- Assignment: Go through the records and filter out every line lacking the word "请稍后重试"; copy the lines that remain.

- Data under study:
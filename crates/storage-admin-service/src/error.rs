//! 存储管理服务错误类型定义

use axum::http::StatusCode;
use axum::response::{IntoResponse, Response};
use hybrid_storage::StorageError;
use serde_json::json;

/// 存储管理服务错误类型
#[derive(Debug, thiserror::Error)]
pub enum AdminError {
    #[error("参数验证失败: {0}")]
    Validation(String),

    #[error("资源不存在: {0}")]
    NotFound(String),

    #[error("已有迁移任务在执行，请稍后重试")]
    MigrationInProgress,

    #[error(transparent)]
    Storage(#[from] StorageError),

    #[error("内部错误: {0}")]
    Internal(String),
}

impl AdminError {
    /// 返回对应的 HTTP 状态码
    pub fn status_code(&self) -> StatusCode {
        match self {
            Self::Validation(_) => StatusCode::BAD_REQUEST,
            Self::NotFound(_) => StatusCode::NOT_FOUND,
            Self::MigrationInProgress => StatusCode::CONFLICT,
            Self::Storage(e) => match e {
                StorageError::NotFound { .. } => StatusCode::NOT_FOUND,
                StorageError::InvalidRecord(_)
                | StorageError::UnknownCollection(_)
                | StorageError::InvalidOperator(_) => StatusCode::BAD_REQUEST,
                StorageError::DeadlineExceeded { .. } => StatusCode::GATEWAY_TIMEOUT,
                _ => StatusCode::INTERNAL_SERVER_ERROR,
            },
            Self::Internal(_) => StatusCode::INTERNAL_SERVER_ERROR,
        }
    }

    /// 返回错误码（用于 API 响应）
    pub fn error_code(&self) -> &'static str {
        match self {
            Self::Validation(_) => "VALIDATION_ERROR",
            Self::NotFound(_) => "NOT_FOUND",
            Self::MigrationInProgress => "MIGRATION_IN_PROGRESS",
            Self::Storage(e) => e.error_code(),
            Self::Internal(_) => "INTERNAL_ERROR",
        }
    }
}

impl IntoResponse for AdminError {
    fn into_response(self) -> Response {
        let status = self.status_code();

        // 存储层与内部错误只返回通用提示，详细信息记录日志
        let message = if status == StatusCode::INTERNAL_SERVER_ERROR {
            tracing::error!(error = %self, code = self.error_code(), "请求处理失败");
            "服务内部错误，请稍后重试".to_string()
        } else {
            self.to_string()
        };

        let body = json!({
            "success": false,
            "code": self.error_code(),
            "message": message,
            "data": serde_json::Value::Null
        });

        (status, axum::Json(body)).into_response()
    }
}

/// 服务层 Result 类型别名
pub type Result<T> = std::result::Result<T, AdminError>;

- Exercise response:
    #[error("已有迁移任务在执行，请稍后重试")]
            "服务内部错误，请稍后重试".to_string()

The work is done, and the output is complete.